_Task brief_. Where does the word "pending" show up in the records? Copy every line that has it.

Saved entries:
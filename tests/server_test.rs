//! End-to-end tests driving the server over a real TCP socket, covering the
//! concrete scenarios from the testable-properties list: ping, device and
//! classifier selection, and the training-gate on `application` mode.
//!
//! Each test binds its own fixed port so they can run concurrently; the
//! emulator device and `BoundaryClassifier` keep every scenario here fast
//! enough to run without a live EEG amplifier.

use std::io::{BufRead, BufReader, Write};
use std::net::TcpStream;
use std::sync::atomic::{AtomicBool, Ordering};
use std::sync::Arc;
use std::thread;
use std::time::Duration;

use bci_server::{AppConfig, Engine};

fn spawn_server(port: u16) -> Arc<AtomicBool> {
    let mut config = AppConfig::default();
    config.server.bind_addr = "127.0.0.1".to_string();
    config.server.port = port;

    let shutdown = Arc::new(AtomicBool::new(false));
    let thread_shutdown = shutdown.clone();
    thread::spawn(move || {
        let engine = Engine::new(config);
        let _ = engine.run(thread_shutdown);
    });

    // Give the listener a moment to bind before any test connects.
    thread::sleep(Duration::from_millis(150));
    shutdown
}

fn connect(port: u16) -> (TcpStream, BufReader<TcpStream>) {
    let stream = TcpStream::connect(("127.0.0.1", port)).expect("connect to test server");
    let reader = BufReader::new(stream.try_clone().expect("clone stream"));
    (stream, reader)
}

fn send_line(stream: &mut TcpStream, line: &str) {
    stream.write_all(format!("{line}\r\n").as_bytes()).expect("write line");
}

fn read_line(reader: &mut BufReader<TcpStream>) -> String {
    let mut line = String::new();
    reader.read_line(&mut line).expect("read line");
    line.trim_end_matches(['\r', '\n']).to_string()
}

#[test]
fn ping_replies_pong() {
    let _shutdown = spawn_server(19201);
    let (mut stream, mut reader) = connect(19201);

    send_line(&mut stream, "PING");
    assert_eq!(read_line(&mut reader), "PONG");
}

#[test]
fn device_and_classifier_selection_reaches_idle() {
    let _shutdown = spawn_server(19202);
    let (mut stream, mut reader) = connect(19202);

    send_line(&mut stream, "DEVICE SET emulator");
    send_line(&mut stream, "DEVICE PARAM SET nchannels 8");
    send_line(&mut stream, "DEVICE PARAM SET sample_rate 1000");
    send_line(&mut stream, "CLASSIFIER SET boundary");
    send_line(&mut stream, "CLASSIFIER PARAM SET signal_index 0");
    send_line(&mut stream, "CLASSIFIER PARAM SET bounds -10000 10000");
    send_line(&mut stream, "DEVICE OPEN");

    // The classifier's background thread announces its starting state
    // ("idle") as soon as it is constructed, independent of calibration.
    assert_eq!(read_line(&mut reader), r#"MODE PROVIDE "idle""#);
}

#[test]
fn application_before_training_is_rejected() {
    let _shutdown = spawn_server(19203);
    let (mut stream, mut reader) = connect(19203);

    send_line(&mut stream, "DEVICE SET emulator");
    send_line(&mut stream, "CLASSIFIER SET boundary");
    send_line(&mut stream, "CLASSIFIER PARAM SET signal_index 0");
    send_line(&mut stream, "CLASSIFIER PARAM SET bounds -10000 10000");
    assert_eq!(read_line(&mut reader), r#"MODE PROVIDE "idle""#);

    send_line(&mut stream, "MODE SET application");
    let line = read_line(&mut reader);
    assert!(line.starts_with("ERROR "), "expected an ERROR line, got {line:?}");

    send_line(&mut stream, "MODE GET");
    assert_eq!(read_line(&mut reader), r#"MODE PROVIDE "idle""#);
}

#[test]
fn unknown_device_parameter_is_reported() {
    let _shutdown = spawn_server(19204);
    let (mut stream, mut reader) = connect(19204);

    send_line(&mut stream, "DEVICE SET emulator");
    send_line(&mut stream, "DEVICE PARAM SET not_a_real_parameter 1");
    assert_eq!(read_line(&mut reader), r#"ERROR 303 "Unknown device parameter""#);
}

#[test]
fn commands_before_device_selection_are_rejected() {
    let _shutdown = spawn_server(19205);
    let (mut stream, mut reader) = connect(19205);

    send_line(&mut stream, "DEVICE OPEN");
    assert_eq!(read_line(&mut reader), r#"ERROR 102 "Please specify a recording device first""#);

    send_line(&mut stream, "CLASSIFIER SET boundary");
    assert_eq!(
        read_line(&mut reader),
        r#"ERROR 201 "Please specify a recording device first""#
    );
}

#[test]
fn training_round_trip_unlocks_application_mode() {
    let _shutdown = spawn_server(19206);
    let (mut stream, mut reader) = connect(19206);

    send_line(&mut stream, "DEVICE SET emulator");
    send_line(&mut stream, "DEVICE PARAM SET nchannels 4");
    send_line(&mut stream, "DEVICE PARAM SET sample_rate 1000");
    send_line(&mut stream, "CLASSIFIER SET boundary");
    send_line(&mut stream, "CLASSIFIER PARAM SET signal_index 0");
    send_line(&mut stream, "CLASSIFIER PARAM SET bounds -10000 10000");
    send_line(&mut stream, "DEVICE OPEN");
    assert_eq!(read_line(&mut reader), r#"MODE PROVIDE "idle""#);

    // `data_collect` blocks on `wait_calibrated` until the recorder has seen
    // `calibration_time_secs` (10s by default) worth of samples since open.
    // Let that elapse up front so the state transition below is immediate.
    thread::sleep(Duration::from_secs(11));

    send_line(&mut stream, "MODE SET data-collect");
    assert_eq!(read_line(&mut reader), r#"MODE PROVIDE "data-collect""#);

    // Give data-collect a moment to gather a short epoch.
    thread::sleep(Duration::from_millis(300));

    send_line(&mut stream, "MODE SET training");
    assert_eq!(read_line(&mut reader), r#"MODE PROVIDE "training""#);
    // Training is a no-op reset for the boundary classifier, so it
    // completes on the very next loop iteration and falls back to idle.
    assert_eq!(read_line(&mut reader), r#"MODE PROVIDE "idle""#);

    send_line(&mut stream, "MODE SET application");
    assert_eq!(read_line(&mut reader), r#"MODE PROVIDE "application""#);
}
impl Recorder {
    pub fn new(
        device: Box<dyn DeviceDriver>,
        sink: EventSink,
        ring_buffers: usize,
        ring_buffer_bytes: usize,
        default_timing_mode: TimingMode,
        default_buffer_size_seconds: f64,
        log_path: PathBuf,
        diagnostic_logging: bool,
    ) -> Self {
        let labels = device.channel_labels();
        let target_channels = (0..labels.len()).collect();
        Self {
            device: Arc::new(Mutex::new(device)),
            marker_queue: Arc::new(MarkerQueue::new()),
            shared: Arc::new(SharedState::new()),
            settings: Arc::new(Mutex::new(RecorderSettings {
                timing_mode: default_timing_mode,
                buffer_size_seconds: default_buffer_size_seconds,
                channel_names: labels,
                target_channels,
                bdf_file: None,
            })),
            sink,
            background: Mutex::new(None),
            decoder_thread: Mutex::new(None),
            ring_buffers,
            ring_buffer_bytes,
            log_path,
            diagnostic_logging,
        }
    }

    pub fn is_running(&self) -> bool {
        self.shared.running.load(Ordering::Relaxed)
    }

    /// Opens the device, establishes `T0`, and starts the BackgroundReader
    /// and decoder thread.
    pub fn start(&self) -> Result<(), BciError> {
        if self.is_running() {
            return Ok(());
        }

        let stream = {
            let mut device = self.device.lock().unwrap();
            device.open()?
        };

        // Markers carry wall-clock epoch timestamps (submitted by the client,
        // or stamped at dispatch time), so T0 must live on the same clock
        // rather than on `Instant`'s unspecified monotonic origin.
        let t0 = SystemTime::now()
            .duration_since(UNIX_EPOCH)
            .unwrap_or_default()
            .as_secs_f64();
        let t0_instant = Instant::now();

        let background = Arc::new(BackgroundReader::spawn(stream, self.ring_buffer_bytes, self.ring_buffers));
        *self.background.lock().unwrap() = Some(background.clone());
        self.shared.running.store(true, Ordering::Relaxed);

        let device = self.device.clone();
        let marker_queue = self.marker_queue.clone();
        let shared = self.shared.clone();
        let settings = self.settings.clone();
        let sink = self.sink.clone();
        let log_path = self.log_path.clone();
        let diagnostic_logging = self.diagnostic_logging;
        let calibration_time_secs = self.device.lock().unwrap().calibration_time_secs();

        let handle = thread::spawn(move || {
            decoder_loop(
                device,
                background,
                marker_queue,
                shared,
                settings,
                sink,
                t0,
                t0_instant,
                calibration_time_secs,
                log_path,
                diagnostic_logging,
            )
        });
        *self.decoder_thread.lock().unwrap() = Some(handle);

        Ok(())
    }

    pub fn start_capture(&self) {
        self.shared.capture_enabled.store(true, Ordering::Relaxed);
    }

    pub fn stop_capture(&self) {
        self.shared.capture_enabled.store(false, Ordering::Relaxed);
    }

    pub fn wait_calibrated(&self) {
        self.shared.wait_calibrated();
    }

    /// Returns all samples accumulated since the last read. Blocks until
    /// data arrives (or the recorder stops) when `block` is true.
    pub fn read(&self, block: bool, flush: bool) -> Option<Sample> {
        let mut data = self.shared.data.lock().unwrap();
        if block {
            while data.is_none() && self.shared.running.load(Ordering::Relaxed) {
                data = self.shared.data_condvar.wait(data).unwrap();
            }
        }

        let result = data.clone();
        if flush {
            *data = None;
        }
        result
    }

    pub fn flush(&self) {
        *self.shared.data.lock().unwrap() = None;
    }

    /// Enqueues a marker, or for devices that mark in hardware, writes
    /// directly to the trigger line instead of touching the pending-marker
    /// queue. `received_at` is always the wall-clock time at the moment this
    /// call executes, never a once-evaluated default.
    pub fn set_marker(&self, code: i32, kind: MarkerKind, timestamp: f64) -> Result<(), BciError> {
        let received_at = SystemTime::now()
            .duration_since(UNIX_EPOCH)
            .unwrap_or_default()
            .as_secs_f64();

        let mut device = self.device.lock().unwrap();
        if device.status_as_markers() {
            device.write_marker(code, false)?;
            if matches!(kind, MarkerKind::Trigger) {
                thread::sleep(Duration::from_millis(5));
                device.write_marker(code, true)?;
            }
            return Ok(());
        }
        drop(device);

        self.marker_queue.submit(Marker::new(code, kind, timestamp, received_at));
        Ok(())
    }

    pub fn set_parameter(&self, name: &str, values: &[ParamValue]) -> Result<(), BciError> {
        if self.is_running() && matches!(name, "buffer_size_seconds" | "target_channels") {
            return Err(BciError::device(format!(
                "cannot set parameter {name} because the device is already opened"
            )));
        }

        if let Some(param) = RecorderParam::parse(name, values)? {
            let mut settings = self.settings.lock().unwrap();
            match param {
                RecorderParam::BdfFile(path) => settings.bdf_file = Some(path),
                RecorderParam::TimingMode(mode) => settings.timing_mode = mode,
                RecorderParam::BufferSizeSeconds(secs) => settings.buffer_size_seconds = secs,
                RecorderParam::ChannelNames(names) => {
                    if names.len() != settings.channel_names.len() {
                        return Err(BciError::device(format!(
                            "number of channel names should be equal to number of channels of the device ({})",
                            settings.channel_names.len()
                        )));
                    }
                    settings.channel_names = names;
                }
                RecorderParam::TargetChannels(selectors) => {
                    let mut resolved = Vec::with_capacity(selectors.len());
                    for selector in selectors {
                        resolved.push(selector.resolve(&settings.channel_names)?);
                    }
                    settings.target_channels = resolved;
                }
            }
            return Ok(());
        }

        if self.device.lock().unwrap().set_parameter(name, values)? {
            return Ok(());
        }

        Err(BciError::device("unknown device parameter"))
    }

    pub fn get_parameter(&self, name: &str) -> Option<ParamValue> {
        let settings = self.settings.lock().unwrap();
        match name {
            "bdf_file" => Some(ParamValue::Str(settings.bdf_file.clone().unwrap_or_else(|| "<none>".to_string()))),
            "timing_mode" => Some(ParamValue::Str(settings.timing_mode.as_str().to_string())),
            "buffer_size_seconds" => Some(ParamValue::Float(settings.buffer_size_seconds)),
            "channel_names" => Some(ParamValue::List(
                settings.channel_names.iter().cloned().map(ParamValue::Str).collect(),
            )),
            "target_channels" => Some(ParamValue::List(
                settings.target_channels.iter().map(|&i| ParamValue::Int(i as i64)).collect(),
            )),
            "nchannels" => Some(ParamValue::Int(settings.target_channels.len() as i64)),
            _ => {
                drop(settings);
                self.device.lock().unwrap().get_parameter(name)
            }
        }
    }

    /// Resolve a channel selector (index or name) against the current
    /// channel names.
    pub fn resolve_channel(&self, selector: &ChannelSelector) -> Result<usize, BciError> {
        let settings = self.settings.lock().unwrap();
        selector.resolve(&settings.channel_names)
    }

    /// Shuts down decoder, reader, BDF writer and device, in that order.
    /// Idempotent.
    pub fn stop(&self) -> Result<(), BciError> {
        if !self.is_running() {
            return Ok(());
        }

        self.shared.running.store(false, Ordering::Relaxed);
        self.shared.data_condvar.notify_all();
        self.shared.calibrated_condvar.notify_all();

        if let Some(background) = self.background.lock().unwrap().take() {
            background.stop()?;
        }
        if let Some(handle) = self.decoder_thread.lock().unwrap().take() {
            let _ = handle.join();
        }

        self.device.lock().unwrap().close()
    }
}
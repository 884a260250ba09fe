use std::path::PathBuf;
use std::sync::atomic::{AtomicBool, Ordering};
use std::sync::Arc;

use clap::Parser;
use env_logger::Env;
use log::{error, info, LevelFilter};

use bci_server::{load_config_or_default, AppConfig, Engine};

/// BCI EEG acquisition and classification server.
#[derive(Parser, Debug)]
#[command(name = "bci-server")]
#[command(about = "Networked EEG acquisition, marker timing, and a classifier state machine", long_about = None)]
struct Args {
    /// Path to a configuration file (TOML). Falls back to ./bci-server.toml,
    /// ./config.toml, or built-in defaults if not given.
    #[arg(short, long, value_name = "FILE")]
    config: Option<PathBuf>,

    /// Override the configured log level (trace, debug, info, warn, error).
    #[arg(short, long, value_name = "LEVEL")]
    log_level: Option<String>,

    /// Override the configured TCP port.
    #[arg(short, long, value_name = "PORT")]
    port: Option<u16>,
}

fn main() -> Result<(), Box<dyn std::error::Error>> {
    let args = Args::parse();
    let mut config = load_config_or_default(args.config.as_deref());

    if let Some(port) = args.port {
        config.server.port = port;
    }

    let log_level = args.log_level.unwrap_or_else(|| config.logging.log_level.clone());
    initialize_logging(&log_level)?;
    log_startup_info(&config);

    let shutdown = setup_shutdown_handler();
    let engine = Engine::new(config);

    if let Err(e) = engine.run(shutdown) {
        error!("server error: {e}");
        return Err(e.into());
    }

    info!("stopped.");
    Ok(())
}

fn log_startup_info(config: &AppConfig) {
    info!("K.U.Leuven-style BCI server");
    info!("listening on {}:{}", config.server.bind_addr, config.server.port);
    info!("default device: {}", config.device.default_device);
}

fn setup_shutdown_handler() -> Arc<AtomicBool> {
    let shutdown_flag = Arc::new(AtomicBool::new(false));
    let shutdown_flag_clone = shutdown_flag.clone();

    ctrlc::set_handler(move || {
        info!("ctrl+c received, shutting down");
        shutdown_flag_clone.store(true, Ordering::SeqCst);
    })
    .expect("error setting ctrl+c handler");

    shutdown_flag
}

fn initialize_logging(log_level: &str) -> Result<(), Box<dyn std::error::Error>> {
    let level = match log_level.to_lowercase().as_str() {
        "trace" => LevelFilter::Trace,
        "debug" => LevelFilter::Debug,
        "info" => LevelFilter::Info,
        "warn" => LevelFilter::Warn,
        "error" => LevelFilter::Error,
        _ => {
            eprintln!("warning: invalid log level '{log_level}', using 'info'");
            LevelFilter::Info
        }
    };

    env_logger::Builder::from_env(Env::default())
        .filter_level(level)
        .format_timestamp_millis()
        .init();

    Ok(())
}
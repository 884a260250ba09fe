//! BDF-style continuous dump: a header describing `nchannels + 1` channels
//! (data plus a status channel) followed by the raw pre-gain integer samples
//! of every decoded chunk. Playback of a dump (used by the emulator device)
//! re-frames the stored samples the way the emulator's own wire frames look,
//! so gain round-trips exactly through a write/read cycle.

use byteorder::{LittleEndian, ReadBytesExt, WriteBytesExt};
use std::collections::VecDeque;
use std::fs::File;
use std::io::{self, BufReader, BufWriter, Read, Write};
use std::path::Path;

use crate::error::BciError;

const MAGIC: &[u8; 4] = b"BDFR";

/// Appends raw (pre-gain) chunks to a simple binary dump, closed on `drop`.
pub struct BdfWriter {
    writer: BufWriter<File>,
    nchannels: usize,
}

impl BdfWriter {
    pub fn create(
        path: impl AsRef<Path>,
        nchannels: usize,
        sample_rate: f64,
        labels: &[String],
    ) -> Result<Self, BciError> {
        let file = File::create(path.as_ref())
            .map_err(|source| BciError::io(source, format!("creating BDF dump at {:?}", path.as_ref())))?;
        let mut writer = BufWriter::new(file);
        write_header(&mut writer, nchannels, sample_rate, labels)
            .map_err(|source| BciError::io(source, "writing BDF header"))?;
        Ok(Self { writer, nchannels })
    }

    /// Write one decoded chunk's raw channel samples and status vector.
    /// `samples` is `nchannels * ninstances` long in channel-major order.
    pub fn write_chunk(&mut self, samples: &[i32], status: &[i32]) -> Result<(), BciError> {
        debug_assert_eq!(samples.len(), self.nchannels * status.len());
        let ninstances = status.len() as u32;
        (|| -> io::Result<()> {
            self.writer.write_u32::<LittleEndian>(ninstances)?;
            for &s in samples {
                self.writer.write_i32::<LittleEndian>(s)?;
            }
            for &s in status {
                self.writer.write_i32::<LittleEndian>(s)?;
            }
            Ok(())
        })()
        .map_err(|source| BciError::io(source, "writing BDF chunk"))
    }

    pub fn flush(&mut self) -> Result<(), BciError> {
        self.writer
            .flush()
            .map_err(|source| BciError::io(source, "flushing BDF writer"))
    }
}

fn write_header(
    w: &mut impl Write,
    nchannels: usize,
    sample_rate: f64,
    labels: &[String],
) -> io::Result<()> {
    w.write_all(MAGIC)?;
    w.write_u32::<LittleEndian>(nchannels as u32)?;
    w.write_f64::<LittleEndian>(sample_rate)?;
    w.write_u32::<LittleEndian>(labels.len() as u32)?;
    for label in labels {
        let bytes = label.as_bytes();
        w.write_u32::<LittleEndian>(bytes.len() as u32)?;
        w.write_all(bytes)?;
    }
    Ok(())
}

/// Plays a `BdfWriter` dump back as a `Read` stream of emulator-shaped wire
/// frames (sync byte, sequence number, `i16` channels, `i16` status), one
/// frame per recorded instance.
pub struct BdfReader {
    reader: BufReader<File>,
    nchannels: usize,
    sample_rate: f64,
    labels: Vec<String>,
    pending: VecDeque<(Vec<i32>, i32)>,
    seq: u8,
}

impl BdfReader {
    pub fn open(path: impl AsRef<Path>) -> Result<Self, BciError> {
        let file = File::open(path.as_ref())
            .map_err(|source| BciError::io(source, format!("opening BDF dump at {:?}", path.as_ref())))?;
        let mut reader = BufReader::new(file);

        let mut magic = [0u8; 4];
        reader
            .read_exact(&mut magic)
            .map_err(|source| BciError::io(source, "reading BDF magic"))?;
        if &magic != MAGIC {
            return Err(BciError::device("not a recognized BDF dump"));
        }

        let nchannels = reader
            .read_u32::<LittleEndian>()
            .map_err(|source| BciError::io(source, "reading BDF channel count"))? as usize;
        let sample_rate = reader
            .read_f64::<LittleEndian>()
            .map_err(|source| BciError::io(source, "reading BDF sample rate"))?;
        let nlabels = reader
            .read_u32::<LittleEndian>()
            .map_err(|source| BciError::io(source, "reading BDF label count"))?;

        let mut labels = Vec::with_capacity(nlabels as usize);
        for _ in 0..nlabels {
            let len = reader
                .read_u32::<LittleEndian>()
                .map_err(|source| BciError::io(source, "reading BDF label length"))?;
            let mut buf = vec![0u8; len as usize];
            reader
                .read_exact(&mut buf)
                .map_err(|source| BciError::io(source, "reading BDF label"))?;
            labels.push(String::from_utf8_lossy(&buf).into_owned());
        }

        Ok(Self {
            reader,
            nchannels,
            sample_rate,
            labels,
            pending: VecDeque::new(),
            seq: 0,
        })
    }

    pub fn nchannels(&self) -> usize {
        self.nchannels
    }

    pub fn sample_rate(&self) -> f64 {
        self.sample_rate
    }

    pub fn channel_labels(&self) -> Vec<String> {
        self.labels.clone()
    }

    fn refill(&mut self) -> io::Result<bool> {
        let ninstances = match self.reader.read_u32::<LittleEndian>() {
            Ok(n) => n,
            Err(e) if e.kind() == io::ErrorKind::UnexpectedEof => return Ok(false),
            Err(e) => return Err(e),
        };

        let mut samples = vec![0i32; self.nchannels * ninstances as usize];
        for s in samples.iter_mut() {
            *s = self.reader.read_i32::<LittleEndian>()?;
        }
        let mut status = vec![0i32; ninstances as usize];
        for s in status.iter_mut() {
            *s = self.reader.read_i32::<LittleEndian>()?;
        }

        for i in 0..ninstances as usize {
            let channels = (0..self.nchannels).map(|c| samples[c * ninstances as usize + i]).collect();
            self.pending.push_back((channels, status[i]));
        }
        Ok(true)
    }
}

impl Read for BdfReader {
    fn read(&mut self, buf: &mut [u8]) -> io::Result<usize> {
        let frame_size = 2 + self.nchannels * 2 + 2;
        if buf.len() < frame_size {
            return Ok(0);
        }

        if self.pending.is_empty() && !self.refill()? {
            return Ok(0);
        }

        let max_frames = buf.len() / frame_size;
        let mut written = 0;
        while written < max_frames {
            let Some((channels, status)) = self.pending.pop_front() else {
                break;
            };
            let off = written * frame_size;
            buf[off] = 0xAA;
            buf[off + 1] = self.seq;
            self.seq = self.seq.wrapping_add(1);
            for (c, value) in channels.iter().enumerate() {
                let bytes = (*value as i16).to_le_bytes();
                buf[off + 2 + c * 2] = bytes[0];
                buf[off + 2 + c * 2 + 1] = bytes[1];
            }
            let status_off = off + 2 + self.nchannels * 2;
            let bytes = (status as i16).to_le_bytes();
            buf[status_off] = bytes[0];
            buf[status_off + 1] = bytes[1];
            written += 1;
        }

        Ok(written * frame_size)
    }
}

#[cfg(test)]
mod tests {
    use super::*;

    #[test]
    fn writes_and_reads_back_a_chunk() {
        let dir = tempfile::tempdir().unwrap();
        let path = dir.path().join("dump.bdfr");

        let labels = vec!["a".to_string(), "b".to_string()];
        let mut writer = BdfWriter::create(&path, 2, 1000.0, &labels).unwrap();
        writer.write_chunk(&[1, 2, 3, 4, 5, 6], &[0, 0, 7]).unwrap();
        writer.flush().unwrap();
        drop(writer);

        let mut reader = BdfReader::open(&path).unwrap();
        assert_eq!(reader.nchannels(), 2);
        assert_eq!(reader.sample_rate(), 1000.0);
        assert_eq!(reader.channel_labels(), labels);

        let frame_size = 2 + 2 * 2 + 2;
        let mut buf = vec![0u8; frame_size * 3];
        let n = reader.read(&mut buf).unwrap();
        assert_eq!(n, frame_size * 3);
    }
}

_Answer area_.
    /// directly to the trigger line instead of touching the pending-marker
    pending: VecDeque<(Vec<i32>, i32)>,
            pending: VecDeque::new(),
            self.pending.push_back((channels, status[i]));
        if self.pending.is_empty() && !self.refill()? {
            let Some((channels, status)) = self.pending.pop_front() else {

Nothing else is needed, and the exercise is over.